Saved data entries:
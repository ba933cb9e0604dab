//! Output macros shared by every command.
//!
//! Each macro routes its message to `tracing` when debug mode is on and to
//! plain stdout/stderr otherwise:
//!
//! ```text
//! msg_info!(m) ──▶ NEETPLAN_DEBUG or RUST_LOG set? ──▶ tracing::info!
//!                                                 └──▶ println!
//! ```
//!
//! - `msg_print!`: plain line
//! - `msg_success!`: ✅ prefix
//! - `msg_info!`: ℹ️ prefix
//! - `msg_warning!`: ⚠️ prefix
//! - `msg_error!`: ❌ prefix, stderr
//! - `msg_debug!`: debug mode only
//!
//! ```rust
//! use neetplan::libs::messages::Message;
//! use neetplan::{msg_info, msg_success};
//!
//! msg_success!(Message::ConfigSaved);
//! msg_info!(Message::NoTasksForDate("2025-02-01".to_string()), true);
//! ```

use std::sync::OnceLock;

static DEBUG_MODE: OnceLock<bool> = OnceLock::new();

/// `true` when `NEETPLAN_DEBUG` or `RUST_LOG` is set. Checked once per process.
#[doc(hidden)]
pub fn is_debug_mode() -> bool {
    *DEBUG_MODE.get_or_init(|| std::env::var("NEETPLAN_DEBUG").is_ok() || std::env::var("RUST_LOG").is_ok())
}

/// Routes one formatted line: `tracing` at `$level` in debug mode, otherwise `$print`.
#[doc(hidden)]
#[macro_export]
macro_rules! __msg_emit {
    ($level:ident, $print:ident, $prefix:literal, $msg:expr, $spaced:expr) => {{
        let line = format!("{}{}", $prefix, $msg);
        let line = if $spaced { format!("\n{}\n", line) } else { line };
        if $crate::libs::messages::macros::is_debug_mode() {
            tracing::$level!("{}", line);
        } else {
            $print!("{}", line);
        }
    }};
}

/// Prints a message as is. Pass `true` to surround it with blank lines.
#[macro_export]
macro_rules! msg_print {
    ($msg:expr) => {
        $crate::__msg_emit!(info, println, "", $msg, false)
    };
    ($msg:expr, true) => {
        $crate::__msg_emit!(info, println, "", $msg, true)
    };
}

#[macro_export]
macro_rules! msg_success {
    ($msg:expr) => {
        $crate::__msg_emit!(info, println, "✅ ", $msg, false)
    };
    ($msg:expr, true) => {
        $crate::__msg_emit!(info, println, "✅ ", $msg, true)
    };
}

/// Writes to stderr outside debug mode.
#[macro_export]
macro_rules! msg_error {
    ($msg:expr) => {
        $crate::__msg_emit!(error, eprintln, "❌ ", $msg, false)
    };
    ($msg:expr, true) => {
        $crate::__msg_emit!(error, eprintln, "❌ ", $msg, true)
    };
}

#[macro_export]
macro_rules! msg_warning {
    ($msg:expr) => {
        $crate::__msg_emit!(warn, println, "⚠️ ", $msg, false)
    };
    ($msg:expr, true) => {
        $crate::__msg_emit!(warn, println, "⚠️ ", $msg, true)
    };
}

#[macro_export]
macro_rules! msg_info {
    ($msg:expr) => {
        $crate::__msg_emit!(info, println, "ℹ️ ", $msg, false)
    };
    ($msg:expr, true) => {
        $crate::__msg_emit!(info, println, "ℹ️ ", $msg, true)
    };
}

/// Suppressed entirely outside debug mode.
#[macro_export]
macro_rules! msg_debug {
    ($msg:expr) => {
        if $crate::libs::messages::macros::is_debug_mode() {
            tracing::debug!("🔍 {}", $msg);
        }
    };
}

◆ PROMPT
Look at the entries above. Say how many lines have the word "prefix", and give only the number.

◆ RESULT
6